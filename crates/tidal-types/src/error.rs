//! Error types for the wire codec.

use thiserror::Error;

/// Errors raised while encoding or decoding a wire message.
#[derive(Error, Debug)]
pub enum CodecError {
    #[error("Failed to encode {kind} message: {source}")]
    Encode {
        kind: &'static str,
        #[source]
        source: serde_json::Error,
    },

    #[error("Failed to decode {kind} message: {source}")]
    Decode {
        kind: &'static str,
        #[source]
        source: serde_json::Error,
    },

    #[error("Unknown test type: {0}")]
    UnknownTestType(String),
}

/// Result type alias for codec operations.
pub type Result<T> = std::result::Result<T, CodecError>;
_ _ _
# What you have to do
The full listing has to be duplicated exactly.

# Written answer
filename crates/tidal-types/src/error.rs
//! Error types for the wire codec.

use thiserror::Error;

/// Errors raised while encoding or decoding a wire message.
#[derive(Error, Debug)]
pub enum CodecError {
    #[error("Failed to encode {kind} message: {source}")]
    Encode {
        kind: &'static str,
        #[source]
        source: serde_json::Error,
    },

    #[error("Failed to decode {kind} message: {source}")]
    Decode {
        kind: &'static str,
        #[source]
        source: serde_json::Error,
    },

    #[error("Unknown test type: {0}")]
    UnknownTestType(String),
}

/// Result type alias for codec operations.
pub type Result<T> = std::result::Result<T, CodecError>;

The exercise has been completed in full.